● Problem to solve: Whenever a line in the data below includes the string "impl", copy it out.

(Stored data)
.....
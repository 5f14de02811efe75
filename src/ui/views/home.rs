use crate::swapi::types::{Entity, EntityType};
use crate::ui::components::{KeyResult, SearchEvent, SearchInput};
use crate::ui::renderfns::{truncate, type_color};
use crate::ui::view::{ShortcutInfo, View, ViewAction, ViewContext};
use crate::ui::views::{EntityDetailView, EntityListView, FavoritesView};
use crate::ui::{ensure_valid_selection, move_selection};
use crossterm::event::{KeyCode, KeyEvent};
use ratatui::prelude::*;
use ratatui::widgets::{Block, Borders, List, ListItem, ListState};

/// Names of the first `limit` entities, with a marker when more exist
fn section_summary(entities: &[Entity], limit: usize) -> String {
  let limit = limit.max(1);
  let names: Vec<&str> = entities.iter().take(limit).map(|e| e.name.as_str()).collect();
  if entities.len() > limit {
    format!("{}, ...", names.join(", "))
  } else {
    names.join(", ")
  }
}

enum HomeRow {
  Section(EntityType),
  Favorites,
  Result(Entity),
}

/// Root view: a row per section, or global search results while a search
/// term is set.
pub struct HomeView {
  list_state: ListState,
  search: SearchInput,
}

impl HomeView {
  pub fn new() -> Self {
    Self {
      list_state: ListState::default(),
      search: SearchInput::new("Search"),
    }
  }

  fn rows(&self, ctx: &ViewContext) -> Vec<HomeRow> {
    let state = ctx.store.state();
    if !state.search_term.is_empty() {
      return state
        .search_results
        .iter()
        .cloned()
        .map(HomeRow::Result)
        .collect();
    }

    EntityType::BROWSABLE
      .into_iter()
      .map(HomeRow::Section)
      .chain(std::iter::once(HomeRow::Favorites))
      .collect()
  }

  fn row_item(row: &HomeRow, ctx: &ViewContext) -> ListItem<'static> {
    let state = ctx.store.state();
    match row {
      HomeRow::Section(entity_type) => {
        let entities = state.lists.get(*entity_type);
        let summary = section_summary(entities, ctx.store.preferences().items_per_page);

        ListItem::new(Line::from(vec![
          Span::styled(
            format!("{:<12}", entity_type.display_name()),
            Style::default().fg(type_color(*entity_type)).bold(),
          ),
          Span::styled(format!("{:>4}  ", entities.len()), Style::default().fg(Color::White)),
          Span::styled(
            truncate(&summary, 60),
            Style::default().fg(Color::DarkGray),
          ),
        ]))
      }
      HomeRow::Favorites => ListItem::new(Line::from(vec![
        Span::styled(format!("{:<12}", "Favorites"), Style::default().fg(Color::Yellow).bold()),
        Span::styled(format!("{:>4}  ", state.favorites.len()), Style::default().fg(Color::White)),
        Span::styled("★", Style::default().fg(Color::Yellow)),
      ])),
      HomeRow::Result(entity) => ListItem::new(Line::from(vec![
        Span::styled(
          format!("{:<12}", entity.entity_type.display_name()),
          Style::default().fg(type_color(entity.entity_type)),
        ),
        Span::raw(entity.name.clone()),
      ])),
    }
  }

  fn open(row: HomeRow, ctx: &ViewContext) -> Box<dyn View> {
    match row {
      HomeRow::Section(entity_type) => Box::new(EntityListView::new(entity_type)),
      HomeRow::Favorites => Box::new(FavoritesView::new()),
      HomeRow::Result(entity) => Box::new(EntityDetailView::new(entity, ctx.client.clone())),
    }
  }
}

impl Default for HomeView {
  fn default() -> Self {
    Self::new()
  }
}

impl View for HomeView {
  fn handle_key(&mut self, key: KeyEvent, ctx: &mut ViewContext) -> KeyResult<ViewAction> {
    match self.search.handle_key(key) {
      KeyResult::Event(SearchEvent::Changed(term)) | KeyResult::Event(SearchEvent::Submitted(term)) => {
        ctx.store.search_entities(&term);
        self.list_state.select(Some(0));
        return KeyResult::Handled;
      }
      KeyResult::Handled => return KeyResult::Handled,
      KeyResult::NotHandled => {}
    }

    let rows = self.rows(ctx);
    match key.code {
      KeyCode::Char('j') | KeyCode::Down => move_selection(&mut self.list_state, rows.len(), 1),
      KeyCode::Char('k') | KeyCode::Up => move_selection(&mut self.list_state, rows.len(), -1),
      KeyCode::Enter => {
        let idx = self.list_state.selected().unwrap_or(0);
        if let Some(row) = rows.into_iter().nth(idx) {
          return KeyResult::Event(ViewAction::Push(Self::open(row, ctx)));
        }
      }
      KeyCode::Esc if !ctx.store.state().search_term.is_empty() => {
        self.search.reset();
        ctx.store.search_entities("");
      }
      _ => return KeyResult::NotHandled,
    }
    KeyResult::Handled
  }

  fn render(&mut self, frame: &mut Frame, area: Rect, ctx: &ViewContext) {
    let rows = self.rows(ctx);
    ensure_valid_selection(&mut self.list_state, rows.len());

    let term = &ctx.store.state().search_term;
    let title = if term.is_empty() {
      format!(" Holocron ({} entries) ", ctx.store.state().lists.total())
    } else {
      format!(" Search \"{}\" ({}) ", term, rows.len())
    };

    let block = Block::default()
      .title(title)
      .title_alignment(Alignment::Center)
      .borders(Borders::ALL)
      .border_style(Style::default().fg(Color::Blue));

    let items: Vec<ListItem> = if rows.is_empty() {
      vec![ListItem::new(Line::styled(
        "No matches.",
        Style::default().fg(Color::DarkGray),
      ))]
    } else {
      rows.iter().map(|row| Self::row_item(row, ctx)).collect()
    };

    let list = List::new(items)
      .block(block)
      .highlight_style(
        Style::default()
          .bg(Color::DarkGray)
          .add_modifier(Modifier::BOLD),
      )
      .highlight_symbol("> ");

    frame.render_stateful_widget(list, area, &mut self.list_state);
    self.search.render_overlay(frame, area);
  }

  fn breadcrumb_label(&self) -> String {
    "Home".to_string()
  }

  fn activate_search(&mut self) {
    self.search.activate();
  }

  fn shortcuts(&self) -> Vec<ShortcutInfo> {
    if self.search.is_active() {
      return SearchInput::prompt_shortcuts();
    }
    vec![
      ShortcutInfo::new(":", "command").with_priority(10),
      ShortcutInfo::new("/", "search").with_priority(20),
      ShortcutInfo::new("r", "refresh").with_priority(30),
      ShortcutInfo::new("q", "quit").with_priority(90),
    ]
  }
}

#[cfg(test)]
mod tests {
  use super::*;
  use crate::testing::{key, view_context};

  fn type_text(view: &mut HomeView, ctx: &mut ViewContext, text: &str) {
    for c in text.chars() {
      view.handle_key(key(KeyCode::Char(c)), ctx);
    }
  }

  #[test]
  fn test_sections_then_favorites() {
    let ctx = view_context();
    let view = HomeView::new();
    let rows = view.rows(&ctx);
    assert_eq!(rows.len(), EntityType::BROWSABLE.len() + 1);
    assert!(matches!(rows[0], HomeRow::Section(EntityType::Films)));
    assert!(matches!(rows.last(), Some(HomeRow::Favorites)));
  }

  #[test]
  fn test_search_shows_results() {
    let mut ctx = view_context();
    let mut view = HomeView::new();

    view.handle_key(key(KeyCode::Char('/')), &mut ctx);
    type_text(&mut view, &mut ctx, "wing");
    view.handle_key(key(KeyCode::Enter), &mut ctx);

    assert_eq!(ctx.store.state().search_term, "wing");
    let rows = view.rows(&ctx);
    assert_eq!(rows.len(), 1);
    assert!(matches!(&rows[0], HomeRow::Result(e) if e.name == "X-wing"));

    // Esc after the prompt closed goes back to sections
    view.handle_key(key(KeyCode::Esc), &mut ctx);
    assert!(ctx.store.state().search_term.is_empty());
    assert_eq!(view.rows(&ctx).len(), EntityType::BROWSABLE.len() + 1);
  }

  #[test]
  fn test_enter_opens_section() {
    let mut ctx = view_context();
    let mut view = HomeView::new();
    view.handle_key(key(KeyCode::Down), &mut ctx);

    match view.handle_key(key(KeyCode::Enter), &mut ctx) {
      KeyResult::Event(ViewAction::Push(next)) => assert_eq!(next.breadcrumb_label(), "Characters"),
      _ => panic!("expected a pushed list view"),
    }
  }

  #[test]
  fn test_section_summary_follows_items_per_page() {
    let mut ctx = view_context();
    let characters = ctx.store.state().lists.get(EntityType::People).to_vec();
    assert_eq!(characters.len(), 6);

    let default_limit = ctx.store.preferences().items_per_page;
    assert!(!section_summary(&characters, default_limit).ends_with("..."));

    ctx.store.update_preferences(|p| p.items_per_page = 2);
    let limit = ctx.store.preferences().items_per_page;
    assert_eq!(
      section_summary(&characters, limit),
      format!("{}, {}, ...", characters[0].name, characters[1].name)
    );
  }

  #[test]
  fn test_open_prompt_swaps_shortcuts() {
    let mut ctx = view_context();
    let mut view = HomeView::new();
    assert!(view.shortcuts().iter().any(|s| s.key == "/"));

    view.handle_key(key(KeyCode::Char('/')), &mut ctx);
    assert_eq!(view.shortcuts(), SearchInput::prompt_shortcuts());
  }
}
.....
● Task solution:
impl HomeView {
impl Default for HomeView {
impl View for HomeView {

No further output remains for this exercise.